Copy out each line of the data that holds the word "they".

● Saved entries
———

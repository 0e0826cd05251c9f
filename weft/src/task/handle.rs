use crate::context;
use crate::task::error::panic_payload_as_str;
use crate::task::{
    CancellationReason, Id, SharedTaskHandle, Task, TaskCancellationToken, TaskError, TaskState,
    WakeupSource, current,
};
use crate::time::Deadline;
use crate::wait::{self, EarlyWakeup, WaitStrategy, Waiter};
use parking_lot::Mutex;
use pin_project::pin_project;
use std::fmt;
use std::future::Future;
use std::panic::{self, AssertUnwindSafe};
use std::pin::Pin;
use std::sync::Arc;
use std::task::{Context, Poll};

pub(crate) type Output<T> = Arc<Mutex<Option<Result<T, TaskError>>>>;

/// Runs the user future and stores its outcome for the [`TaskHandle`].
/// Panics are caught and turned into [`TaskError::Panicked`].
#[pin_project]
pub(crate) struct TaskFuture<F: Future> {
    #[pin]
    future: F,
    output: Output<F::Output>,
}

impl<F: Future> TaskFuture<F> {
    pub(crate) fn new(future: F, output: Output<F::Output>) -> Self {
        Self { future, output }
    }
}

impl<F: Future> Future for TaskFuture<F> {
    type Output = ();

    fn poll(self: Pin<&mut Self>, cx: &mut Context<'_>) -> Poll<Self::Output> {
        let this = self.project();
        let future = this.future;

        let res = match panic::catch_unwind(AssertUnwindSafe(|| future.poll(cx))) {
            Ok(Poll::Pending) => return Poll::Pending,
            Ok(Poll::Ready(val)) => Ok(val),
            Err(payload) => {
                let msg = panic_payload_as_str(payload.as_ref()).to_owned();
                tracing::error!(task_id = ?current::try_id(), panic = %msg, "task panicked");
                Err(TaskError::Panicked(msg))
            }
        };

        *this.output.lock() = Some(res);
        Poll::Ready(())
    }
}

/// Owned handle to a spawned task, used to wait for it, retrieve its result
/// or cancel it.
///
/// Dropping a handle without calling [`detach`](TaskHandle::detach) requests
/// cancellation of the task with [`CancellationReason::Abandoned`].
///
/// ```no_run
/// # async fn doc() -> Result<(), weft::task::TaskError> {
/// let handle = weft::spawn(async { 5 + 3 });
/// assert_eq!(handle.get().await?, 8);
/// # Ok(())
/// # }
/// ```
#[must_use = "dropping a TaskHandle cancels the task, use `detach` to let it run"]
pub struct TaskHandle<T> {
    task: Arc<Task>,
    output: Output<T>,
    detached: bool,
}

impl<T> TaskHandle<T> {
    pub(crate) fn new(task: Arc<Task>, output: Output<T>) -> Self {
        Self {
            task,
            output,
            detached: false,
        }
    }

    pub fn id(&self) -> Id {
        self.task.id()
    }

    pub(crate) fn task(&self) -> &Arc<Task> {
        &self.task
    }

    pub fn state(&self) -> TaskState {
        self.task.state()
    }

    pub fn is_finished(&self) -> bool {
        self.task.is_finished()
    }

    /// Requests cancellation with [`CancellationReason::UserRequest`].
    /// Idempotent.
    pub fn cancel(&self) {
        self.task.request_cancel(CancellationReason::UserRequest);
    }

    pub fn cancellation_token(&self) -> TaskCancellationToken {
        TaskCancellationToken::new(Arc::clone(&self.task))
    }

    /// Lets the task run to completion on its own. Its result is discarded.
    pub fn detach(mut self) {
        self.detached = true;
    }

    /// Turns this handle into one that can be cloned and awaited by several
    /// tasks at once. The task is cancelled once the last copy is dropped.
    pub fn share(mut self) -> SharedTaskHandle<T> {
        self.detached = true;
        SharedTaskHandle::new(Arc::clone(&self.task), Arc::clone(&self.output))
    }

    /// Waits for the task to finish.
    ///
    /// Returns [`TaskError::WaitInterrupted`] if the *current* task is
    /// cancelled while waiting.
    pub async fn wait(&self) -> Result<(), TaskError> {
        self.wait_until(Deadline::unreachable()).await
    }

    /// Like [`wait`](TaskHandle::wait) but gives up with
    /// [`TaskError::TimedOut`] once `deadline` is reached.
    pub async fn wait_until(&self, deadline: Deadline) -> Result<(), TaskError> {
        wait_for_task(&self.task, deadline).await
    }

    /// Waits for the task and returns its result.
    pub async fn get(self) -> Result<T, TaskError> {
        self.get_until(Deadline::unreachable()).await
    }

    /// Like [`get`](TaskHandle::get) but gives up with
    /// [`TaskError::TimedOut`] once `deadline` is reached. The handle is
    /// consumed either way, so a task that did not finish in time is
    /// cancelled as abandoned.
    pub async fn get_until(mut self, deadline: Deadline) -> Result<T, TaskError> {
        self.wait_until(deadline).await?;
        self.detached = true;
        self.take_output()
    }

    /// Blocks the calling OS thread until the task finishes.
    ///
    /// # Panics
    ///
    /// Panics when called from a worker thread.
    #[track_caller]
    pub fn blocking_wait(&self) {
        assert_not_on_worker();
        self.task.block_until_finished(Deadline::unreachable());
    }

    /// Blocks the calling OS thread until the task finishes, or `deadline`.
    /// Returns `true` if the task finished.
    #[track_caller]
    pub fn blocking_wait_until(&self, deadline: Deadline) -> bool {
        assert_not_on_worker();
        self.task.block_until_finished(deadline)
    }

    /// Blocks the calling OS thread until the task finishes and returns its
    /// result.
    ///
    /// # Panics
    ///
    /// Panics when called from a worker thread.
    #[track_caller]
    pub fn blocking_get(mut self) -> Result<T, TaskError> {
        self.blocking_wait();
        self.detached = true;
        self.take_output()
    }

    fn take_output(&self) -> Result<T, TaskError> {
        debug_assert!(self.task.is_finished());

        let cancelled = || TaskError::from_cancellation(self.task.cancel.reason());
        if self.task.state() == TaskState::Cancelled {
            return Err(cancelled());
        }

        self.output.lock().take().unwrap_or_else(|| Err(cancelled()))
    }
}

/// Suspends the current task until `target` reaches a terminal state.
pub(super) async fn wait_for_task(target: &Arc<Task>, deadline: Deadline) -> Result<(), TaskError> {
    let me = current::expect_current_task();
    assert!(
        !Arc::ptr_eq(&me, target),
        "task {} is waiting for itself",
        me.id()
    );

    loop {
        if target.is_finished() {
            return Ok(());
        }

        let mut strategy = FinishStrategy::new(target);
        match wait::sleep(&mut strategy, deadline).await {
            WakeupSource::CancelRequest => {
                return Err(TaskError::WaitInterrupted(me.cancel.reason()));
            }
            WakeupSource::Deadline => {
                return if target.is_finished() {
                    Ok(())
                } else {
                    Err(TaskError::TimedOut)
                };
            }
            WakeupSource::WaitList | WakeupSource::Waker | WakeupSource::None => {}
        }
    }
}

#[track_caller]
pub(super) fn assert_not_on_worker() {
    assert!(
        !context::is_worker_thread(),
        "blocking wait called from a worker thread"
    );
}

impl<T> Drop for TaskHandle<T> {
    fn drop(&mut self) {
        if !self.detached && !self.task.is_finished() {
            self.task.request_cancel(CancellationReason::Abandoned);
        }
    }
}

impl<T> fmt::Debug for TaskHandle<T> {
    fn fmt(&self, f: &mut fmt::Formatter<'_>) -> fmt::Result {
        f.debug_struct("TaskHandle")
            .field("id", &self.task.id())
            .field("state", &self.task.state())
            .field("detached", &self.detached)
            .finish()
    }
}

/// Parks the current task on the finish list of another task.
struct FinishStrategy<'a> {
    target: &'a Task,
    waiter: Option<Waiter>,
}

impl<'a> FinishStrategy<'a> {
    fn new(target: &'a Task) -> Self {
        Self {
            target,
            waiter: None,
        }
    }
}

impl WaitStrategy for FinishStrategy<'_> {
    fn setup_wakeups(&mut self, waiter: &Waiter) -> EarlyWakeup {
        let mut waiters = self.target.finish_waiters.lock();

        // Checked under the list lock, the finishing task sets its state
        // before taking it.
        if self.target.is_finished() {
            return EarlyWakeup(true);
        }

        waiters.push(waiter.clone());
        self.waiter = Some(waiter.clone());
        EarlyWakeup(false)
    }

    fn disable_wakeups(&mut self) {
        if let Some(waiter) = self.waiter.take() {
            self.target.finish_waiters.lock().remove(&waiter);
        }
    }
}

———

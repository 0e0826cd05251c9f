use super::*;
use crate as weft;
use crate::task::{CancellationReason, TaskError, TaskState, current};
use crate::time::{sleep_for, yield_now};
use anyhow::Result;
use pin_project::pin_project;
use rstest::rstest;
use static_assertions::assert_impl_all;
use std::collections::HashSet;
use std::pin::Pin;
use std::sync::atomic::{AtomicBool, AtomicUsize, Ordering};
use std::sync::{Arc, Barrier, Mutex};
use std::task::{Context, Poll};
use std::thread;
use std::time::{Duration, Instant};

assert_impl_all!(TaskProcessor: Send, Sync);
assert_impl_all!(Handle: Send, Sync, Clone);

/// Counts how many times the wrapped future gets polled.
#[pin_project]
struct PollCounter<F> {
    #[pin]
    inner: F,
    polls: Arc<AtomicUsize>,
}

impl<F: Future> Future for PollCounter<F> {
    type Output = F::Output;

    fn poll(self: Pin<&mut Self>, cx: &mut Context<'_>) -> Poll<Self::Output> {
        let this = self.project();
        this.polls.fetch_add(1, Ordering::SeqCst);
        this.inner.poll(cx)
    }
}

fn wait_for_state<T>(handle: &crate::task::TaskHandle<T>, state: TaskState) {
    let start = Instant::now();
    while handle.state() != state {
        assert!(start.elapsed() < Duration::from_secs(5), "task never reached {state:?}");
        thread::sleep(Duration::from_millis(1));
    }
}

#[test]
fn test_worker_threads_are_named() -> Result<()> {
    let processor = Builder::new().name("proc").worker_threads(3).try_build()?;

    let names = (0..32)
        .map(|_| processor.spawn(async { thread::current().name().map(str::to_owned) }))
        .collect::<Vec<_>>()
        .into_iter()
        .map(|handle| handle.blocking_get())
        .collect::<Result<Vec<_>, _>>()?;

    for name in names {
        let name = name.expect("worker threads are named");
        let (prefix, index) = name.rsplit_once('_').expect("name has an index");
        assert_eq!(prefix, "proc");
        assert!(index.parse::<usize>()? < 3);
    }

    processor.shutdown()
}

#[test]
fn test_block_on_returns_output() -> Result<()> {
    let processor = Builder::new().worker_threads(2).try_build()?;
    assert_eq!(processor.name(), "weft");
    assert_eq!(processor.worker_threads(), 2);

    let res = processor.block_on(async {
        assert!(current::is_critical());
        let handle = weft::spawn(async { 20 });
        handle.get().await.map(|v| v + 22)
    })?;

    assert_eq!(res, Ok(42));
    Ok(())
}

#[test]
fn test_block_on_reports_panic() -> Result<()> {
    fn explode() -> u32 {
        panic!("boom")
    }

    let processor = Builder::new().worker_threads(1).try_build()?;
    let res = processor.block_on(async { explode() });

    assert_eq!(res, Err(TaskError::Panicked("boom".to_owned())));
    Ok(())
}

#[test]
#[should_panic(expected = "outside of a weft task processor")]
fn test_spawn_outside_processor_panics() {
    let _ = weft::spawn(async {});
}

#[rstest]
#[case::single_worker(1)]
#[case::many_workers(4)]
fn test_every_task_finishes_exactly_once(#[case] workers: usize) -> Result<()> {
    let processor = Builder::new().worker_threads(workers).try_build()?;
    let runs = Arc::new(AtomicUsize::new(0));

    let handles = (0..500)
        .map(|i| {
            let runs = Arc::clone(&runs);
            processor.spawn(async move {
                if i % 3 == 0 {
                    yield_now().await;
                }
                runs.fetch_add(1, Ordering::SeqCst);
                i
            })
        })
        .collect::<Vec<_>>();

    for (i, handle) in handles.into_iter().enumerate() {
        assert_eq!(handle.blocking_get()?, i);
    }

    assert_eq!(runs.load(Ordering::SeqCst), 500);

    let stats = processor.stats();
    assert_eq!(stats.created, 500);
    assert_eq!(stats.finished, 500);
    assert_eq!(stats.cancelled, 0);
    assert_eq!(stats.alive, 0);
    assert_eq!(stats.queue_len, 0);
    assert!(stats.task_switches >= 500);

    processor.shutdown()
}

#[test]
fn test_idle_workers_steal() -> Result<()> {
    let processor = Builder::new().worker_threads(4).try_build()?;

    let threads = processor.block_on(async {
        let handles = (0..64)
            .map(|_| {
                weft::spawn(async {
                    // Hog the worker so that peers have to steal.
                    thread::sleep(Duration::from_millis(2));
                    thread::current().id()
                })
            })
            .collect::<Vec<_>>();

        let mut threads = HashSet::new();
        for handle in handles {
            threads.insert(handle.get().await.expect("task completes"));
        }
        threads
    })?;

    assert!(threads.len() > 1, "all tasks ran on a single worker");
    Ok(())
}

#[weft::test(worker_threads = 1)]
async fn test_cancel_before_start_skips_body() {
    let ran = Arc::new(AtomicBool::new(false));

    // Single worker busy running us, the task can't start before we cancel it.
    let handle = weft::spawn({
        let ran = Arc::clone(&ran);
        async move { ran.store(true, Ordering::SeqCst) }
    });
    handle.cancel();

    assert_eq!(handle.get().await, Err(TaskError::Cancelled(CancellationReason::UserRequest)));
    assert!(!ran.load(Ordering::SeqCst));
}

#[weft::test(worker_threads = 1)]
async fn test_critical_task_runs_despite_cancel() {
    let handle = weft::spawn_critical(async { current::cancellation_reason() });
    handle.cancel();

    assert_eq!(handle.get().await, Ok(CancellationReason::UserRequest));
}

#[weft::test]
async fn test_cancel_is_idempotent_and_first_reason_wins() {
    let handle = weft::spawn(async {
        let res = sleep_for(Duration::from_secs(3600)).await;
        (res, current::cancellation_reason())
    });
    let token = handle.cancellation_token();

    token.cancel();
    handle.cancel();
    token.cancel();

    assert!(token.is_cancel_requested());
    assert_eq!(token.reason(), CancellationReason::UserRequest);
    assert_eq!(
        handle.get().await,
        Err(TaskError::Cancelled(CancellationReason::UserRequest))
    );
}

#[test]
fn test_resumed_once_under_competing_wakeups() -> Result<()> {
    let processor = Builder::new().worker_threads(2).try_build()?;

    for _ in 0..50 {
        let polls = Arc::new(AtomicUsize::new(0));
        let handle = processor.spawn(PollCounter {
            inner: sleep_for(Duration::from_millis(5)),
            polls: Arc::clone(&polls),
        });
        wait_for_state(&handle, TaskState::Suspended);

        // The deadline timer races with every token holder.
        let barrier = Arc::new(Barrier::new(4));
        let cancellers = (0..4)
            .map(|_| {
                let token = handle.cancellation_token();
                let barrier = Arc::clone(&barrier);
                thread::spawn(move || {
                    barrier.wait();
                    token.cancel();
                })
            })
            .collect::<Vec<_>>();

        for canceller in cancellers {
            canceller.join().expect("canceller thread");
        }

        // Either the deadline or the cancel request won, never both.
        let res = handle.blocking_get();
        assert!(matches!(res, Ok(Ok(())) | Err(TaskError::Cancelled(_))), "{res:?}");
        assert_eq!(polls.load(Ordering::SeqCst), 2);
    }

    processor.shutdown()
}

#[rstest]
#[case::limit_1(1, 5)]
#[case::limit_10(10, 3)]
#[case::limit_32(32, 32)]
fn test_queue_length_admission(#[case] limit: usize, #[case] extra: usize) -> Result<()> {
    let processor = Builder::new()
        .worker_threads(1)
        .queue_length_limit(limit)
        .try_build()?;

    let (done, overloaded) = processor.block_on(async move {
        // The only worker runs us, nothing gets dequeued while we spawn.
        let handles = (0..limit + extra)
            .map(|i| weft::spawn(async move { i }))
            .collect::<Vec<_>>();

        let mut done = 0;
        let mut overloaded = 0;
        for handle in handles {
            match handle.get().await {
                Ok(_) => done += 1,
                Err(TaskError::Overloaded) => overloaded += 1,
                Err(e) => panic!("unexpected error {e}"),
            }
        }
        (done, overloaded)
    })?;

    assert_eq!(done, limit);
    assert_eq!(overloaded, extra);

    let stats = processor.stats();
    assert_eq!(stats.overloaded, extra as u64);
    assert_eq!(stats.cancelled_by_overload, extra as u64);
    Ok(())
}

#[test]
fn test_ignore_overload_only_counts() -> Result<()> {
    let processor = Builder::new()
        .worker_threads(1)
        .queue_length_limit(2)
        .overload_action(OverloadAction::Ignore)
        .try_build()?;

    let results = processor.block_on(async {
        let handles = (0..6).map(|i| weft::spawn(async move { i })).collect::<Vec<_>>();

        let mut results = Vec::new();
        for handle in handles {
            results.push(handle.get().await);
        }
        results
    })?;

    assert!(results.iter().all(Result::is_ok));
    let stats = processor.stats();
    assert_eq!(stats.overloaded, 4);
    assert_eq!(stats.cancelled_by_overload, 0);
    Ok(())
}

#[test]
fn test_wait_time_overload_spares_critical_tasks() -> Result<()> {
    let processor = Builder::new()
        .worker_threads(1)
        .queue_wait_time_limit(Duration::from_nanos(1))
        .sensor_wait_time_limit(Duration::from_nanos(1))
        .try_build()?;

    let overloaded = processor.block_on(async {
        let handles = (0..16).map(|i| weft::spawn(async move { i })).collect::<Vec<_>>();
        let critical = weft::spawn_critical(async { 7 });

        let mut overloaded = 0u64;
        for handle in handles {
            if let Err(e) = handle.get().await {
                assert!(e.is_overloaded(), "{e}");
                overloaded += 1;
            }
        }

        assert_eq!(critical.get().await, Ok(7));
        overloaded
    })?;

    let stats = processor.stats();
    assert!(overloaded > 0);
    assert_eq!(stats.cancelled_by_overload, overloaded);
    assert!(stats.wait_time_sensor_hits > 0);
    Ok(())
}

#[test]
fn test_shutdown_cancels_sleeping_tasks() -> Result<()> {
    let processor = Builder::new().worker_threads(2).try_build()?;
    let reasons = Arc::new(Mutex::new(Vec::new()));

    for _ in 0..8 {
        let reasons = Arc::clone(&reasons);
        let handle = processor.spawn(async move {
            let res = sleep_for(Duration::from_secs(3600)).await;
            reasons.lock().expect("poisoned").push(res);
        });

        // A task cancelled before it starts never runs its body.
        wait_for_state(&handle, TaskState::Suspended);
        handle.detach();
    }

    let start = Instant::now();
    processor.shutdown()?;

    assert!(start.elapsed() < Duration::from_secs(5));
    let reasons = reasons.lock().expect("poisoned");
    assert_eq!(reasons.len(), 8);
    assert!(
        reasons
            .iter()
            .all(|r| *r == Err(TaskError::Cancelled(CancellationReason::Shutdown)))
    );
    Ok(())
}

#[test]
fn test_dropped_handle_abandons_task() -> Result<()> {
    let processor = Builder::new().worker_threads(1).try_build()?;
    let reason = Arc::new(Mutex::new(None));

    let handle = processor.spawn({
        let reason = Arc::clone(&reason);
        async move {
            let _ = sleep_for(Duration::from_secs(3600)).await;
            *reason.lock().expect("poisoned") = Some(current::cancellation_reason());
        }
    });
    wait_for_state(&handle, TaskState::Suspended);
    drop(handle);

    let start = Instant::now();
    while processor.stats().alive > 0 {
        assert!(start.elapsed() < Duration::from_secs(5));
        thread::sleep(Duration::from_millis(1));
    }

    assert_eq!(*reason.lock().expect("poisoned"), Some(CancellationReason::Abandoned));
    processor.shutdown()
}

———

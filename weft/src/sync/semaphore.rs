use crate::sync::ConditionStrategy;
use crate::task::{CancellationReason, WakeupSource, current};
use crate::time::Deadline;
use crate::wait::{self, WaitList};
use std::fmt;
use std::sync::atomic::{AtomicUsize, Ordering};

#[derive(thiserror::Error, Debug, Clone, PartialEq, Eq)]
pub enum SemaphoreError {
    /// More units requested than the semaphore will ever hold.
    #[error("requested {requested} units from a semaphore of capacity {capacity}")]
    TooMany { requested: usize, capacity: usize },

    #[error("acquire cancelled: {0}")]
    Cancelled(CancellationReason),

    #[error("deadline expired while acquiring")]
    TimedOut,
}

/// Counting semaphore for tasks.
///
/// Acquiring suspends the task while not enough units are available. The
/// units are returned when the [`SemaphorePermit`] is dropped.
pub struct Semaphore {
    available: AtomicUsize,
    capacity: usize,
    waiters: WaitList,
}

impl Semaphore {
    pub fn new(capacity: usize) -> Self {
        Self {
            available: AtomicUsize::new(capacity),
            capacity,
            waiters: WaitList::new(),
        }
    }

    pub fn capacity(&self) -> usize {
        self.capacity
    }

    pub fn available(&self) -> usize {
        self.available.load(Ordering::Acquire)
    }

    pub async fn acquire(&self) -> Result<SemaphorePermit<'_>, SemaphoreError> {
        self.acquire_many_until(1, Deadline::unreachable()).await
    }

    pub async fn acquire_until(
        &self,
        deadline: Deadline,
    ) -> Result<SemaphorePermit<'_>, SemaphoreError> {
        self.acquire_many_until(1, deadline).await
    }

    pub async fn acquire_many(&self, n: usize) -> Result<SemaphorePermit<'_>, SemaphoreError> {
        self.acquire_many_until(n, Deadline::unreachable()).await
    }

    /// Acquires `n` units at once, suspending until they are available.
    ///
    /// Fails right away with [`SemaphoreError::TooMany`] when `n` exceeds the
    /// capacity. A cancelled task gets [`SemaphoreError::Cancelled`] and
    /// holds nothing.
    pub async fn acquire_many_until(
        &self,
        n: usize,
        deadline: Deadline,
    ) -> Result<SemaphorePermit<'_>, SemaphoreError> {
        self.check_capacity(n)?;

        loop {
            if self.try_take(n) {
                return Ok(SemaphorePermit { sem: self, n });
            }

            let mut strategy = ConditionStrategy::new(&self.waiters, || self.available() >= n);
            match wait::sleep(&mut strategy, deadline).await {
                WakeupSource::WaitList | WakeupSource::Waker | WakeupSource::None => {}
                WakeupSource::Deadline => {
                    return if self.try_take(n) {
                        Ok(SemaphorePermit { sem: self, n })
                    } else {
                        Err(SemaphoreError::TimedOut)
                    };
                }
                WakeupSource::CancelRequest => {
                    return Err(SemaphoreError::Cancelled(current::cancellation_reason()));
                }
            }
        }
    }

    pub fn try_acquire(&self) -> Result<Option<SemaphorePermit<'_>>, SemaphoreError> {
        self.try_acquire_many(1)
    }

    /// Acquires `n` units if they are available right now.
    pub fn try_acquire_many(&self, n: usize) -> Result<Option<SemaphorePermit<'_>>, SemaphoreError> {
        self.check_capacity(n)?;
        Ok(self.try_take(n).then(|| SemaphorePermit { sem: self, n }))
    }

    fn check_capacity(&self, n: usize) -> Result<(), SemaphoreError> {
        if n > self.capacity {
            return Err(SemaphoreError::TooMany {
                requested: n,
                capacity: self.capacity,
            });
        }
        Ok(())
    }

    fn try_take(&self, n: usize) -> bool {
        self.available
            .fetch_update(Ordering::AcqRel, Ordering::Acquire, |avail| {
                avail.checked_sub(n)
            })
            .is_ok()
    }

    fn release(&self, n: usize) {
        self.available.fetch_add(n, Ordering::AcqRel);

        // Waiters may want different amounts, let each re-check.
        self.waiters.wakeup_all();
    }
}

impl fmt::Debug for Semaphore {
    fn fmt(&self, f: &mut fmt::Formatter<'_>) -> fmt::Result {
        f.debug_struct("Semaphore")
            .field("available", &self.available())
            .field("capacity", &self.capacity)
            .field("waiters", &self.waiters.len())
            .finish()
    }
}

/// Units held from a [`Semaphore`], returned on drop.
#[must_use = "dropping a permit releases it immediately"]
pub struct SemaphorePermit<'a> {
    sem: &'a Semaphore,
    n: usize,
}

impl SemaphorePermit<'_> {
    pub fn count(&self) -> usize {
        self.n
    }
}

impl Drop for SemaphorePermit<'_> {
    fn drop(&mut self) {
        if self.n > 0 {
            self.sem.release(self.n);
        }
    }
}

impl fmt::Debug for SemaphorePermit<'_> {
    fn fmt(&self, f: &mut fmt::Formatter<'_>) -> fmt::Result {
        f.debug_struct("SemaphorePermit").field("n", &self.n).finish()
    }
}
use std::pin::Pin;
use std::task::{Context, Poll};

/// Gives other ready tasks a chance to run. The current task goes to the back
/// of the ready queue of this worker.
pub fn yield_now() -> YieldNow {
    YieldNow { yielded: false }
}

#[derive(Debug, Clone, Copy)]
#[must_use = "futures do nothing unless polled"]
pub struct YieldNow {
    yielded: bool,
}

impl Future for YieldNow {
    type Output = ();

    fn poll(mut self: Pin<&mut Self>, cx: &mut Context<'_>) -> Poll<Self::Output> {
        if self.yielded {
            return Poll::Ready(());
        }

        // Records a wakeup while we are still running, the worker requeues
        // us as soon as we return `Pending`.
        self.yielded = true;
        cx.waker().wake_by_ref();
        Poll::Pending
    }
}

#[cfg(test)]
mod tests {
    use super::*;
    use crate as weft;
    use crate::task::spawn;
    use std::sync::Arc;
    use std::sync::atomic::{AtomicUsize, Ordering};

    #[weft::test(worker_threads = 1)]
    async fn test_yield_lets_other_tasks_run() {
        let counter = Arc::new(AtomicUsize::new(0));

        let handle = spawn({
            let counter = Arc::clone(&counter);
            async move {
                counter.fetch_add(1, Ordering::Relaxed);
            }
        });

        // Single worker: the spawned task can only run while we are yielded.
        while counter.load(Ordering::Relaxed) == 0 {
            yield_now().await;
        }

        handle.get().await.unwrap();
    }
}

———

● Solution for this problem
    /// Acquires `n` units at once, suspending until they are available.
    /// Acquires `n` units if they are available right now.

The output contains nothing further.